Katie Martin / Emily Jan / The Atlantic

Editor’s Note: Find all of _The Atlantic_’s “Best of 2017” coverage here.

“So many worthy books, so little space.”

I type those words all too often, and my colleagues on _The Atlantic_’s digital side, Jane Yong Kim and Sophie Gilbert, and I have now made a tradition of lamenting that predicament every year as the list-making season arrives. Working both online and in print, as we do, we really should revise the lament to include “—and not enough time.” To the many publicists who excitedly email me about the rich season of titles ahead, I’m always sighing about page constraints at the magazine. With only so many hours in a day to write and edit and so much to cover, the culture team online also looks longingly at books that deserve attention but don’t get it. We echo the message to reviewers who are eager to share their views of this or that author’s latest effort. If only we didn’t have to be so ruthless, we also say to authors themselves, a surprising number of whom come right out and ask: Can they expect any coverage in The Atlantic? The phrase, as I’ve admitted before, is sometimes a white lie, yet always the truth, too: Far too many notable books go unnoticed by us.
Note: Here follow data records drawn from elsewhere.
use crate::cli::CommandLineArgs;
use crate::error::AirwatchError;
use crate::models::ObjectSummary;
use crate::object_store::ObjectStore;

use async_trait::async_trait;
use bytes::Bytes;
use chrono::{DateTime, TimeZone, Utc};
use clap::Parser;
use std::collections::{BTreeMap, HashSet};
use std::sync::atomic::{AtomicUsize, Ordering};
use std::sync::Mutex;
use std::time::Duration;

/// A store call recorded by [MemoryStore].
#[derive(Clone, Debug, PartialEq)]
pub(crate) enum StoreCall {
    List(String),
    Get(String),
    Head(String),
}

/// In-memory [ObjectStore] that records every call made to it.
#[derive(Default)]
pub(crate) struct MemoryStore {
    objects: BTreeMap<String, (Bytes, DateTime<Utc>)>,
    failing_keys: HashSet<String>,
    failing_prefixes: HashSet<String>,
    calls: Mutex<Vec<StoreCall>>,
    in_flight: AtomicUsize,
    peak_in_flight: AtomicUsize,
}

impl MemoryStore {
    pub(crate) fn new() -> Self {
        Self::default()
    }

    /// Add an object, modified `minute` minutes into 2025-08-12.
    pub(crate) fn with_object(mut self, key: &str, body: &str, minute: u32) -> Self {
        let modified = Utc
            .with_ymd_and_hms(2025, 8, 12, minute / 60, minute % 60, 0)
            .unwrap();
        self.objects
            .insert(key.to_string(), (Bytes::from(body.to_string()), modified));
        self
    }

    /// Make downloads of `key` fail.
    pub(crate) fn with_failing_key(mut self, key: &str) -> Self {
        self.failing_keys.insert(key.to_string());
        self
    }

    /// Make listings of `prefix` fail.
    pub(crate) fn with_failing_prefix(mut self, prefix: &str) -> Self {
        self.failing_prefixes.insert(prefix.to_string());
        self
    }

    pub(crate) fn calls(&self) -> Vec<StoreCall> {
        self.calls.lock().unwrap().clone()
    }

    /// Highest number of list and get calls that were in progress at once.
    pub(crate) fn peak_in_flight(&self) -> usize {
        self.peak_in_flight.load(Ordering::SeqCst)
    }

    fn record(&self, call: StoreCall) {
        self.calls.lock().unwrap().push(call);
    }

    /// Hold the call open across one scheduler yield so that concurrent calls overlap.
    async fn in_flight(&self) {
        let current = self.in_flight.fetch_add(1, Ordering::SeqCst) + 1;
        self.peak_in_flight.fetch_max(current, Ordering::SeqCst);
        tokio::task::yield_now().await;
        self.in_flight.fetch_sub(1, Ordering::SeqCst);
    }
}

fn injected_failure(operation: &'static str) -> AirwatchError {
    AirwatchError::Timeout {
        operation,
        limit: Duration::ZERO,
    }
}

#[async_trait]
impl ObjectStore for MemoryStore {
    async fn list_objects(
        &self,
        prefix: &str,
        max_keys: i32,
    ) -> Result<Vec<ObjectSummary>, AirwatchError> {
        self.record(StoreCall::List(prefix.to_string()));
        self.in_flight().await;
        if self.failing_prefixes.contains(prefix) {
            return Err(injected_failure("list objects"));
        }
        Ok(self
            .objects
            .range(prefix.to_string()..)
            .take_while(|(key, _)| key.starts_with(prefix))
            .take(max_keys as usize)
            .map(|(key, (body, modified))| ObjectSummary {
                key: key.clone(),
                last_modified: Some(*modified),
                size: body.len() as i64,
            })
            .collect())
    }

    async fn get_object(&self, key: &str) -> Result<Bytes, AirwatchError> {
        self.record(StoreCall::Get(key.to_string()));
        self.in_flight().await;
        if self.failing_keys.contains(key) {
            return Err(injected_failure("get object"));
        }
        self.objects
            .get(key)
            .map(|(body, _)| body.clone())
            .ok_or_else(|| AirwatchError::ObjectNotFound {
                key: key.to_string(),
            })
    }

    async fn head_object(&self, key: &str) -> Result<bool, AirwatchError> {
        self.record(StoreCall::Head(key.to_string()));
        Ok(self.objects.contains_key(key))
    }
}

/// Command line arguments with only the required options set.
pub(crate) fn get_test_args() -> CommandLineArgs {
    CommandLineArgs::parse_from(["airwatch", "--s3-bucket", "sensors"])
}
In the holiday spirit, now is a moment to mention a sampling of 2017 books we wish we hadn’t missed. We’ve asked their authors to pay it forward, and single out a few books themselves. What recent work has caught their expert eye? What book, however old, helped them write the one they’ve been busy promoting? —Ann Hulbert


Fiction

The Ninth Hour by Alice McDermott

Farrar, Straus, and Giroux

“His trouble was with time,” Alice McDermott writes at the start of her eighth novel, referring to a subway motorman—and husband and soon-to-have-been father—who commits suicide. That is not a spoiler: The young man’s death is what sets this time-haunted, mesmerizing book in motion. Set in early 20th-century Brooklyn, the novel follows his wife, Annie, and Sally, the daughter born some months later, as they make their way through days, years, and decades without him. The Little Nursing Sisters of the Sick Poor, who step in to help, do their best to impart the solace of “implacable routines” in a soiled world of endless suffering. McDermott wryly and wisely sees to it that they fail. Even for the nuns, and certainly for Annie and Sally—and for the descendants who figure as intriguing narrative voices—lives turn out to be shaped less by willed sacrifice than by the ebbs and flows of love. Time entraps and liberates, and in her inimitably evocative prose, McDermott spools out the past in bold and fascinating ways. — A.H.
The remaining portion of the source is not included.